Gott manifestiert sich nicht auf Fürstenthronen und in Marmorpalästen, nicht in Festungen und nicht einmal in gewaltigen Kathedralen, sondern in einem Menschen, in einem kleinen Kind, in Armut geboren - eine Tatsache, mit dem wir uns auch heutzutage immer noch schwer tun.
Viele sähen ja auch heute noch am liebsten Gott machtvoll erscheinen, an der Spitze der himmlischen Heerscharen, wie er das Böse vernichtet und die Sünde auslöscht, der Gewalt ein Ende setzt und das Böse zur Hölle schickt.
So aber nicht Gott.
Gottes Macht zeigt sich in der Niedrigkeit, in der Schwachheit.
Gott widerspricht unseren Allmachtsphantasien und Machtgelüsten konsequent bis zum blutigen und bitteren Ende am Kreuz.
Weihrauch, ein wohlriechendes Harz, das bis heute vorwiegend aus den Trockengebieten am Horn von Afrika, aus Oman und aus dem Jemen importiert wird.
Schon zu alttestamentlichen Zeiten verbrennen es Priester unter Gebeten in den Gottesdiensten.
Der duftende Rauch, der daraus quillt und zum Himmel steigt, wird so zum Symbol der Gebete, die aus den Mündern und Herzen der Menschen zum Himmel, in die Sphäre Gottes, emporsteigen.
Jesus wird damit in die Tradition der jüdischen Geschichte gestellt.

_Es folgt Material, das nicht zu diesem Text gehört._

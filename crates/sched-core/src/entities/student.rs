use schemars::JsonSchema;
use serde::{Deserialize, Serialize};
use serde_json::Value;

/// A student, synthesized from every validated request sharing a Student ID.
/// Never emitted without at least one request.
#[derive(Debug, Clone, Serialize, Deserialize, JsonSchema, PartialEq)]
pub struct Student {
    pub id: String,
    pub college_year: Option<Value>,
    pub requests: Vec<Request>,
}

#[derive(Debug, Clone, Serialize, Deserialize, JsonSchema, PartialEq)]
pub struct Request {
    /// ID of the merged course the request resolved to.
    pub course_id: String,
    pub course_code: Option<String>,
    pub course_title: Option<String>,
    #[serde(rename = "type")]
    pub request_type: Option<String>,
    pub weight: Option<u8>,
    pub priority: Option<Value>,
    pub start_term: Option<String>,
    pub length: Option<Value>,
}

/// Weight of a request type. Unknown or missing types have none.
#[must_use]
pub fn request_weight(request_type: &str) -> Option<u8> {
    match request_type.trim().to_ascii_lowercase().as_str() {
        "required" => Some(3),
        "requested" => Some(2),
        "recommended" => Some(1),
        _ => None,
    }
}

#[cfg(test)]
mod tests {
    use super::*;

    #[test]
    fn request_types_map_to_weights() {
        assert_eq!(request_weight("Required"), Some(3));
        assert_eq!(request_weight(" requested "), Some(2));
        assert_eq!(request_weight("RECOMMENDED"), Some(1));
        assert_eq!(request_weight("Elective"), None);
    }
}
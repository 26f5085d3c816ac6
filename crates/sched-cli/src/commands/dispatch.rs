use crate::cli::GlobalFlags;
use crate::cli::root_commands::Commands;
use crate::commands;

/// Dispatch a parsed command to the corresponding handler module.
pub fn dispatch(command: Commands, flags: &GlobalFlags) -> anyhow::Result<()> {
    match command {
        Commands::Run(args) => commands::run::handle(&args, flags),
        Commands::Validate(args) => commands::validate::handle(&args, flags),
        Commands::Schema(args) => commands::schema::handle(&args, flags),
        Commands::Config(args) => commands::config::handle(&args, flags),
    }
}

Er ist der Hohepriester, der sich selbst für die Schuld der Menschen opfert.
Im Hebräerbrief wird dieser Gedanken ausführlich entfaltet.
Myrrhe schließlich, ein Bitterkraut, das damals in der Medizin als Heilpflanze verwendet wird.
Die Weisen deuten damit auf Jesus als den Arzt, den Heiler, hin, wie auch die Weihnachtsgeschichte des Lukas ihn nennt: „Euch ist heute der Heiland geboren."
Wo sind die Geschenke geblieben, so fragte ich am Anfang.
Jetzt wissen wir, wo sie geblieben sind.
Sie verbergen sich in Jesus selbst, er ist das Geschenk Gottes für uns.
In Jesus zeigt sich Gott als der so ganz andere König, der nicht opfern lässt, sondern der sich selbst opfert;
In Jesus bringt Gott das Heil für alle Völker.
Weil nur Gott machtvoll aus die Niedrigkeit und aus Tod auferstehen kann.
Binden wir unseren Karren an den einen Stern!
Mit Jesus, dem Christus, kann 2025 für uns allen Unkenrufen zum Trotz ein gutes Jahr werden.
Amen.
Der Friede Gottes, der höher ist als alle Vernunft, bewahre unsere Herzen und Sinne in Christus Jesus. Amen.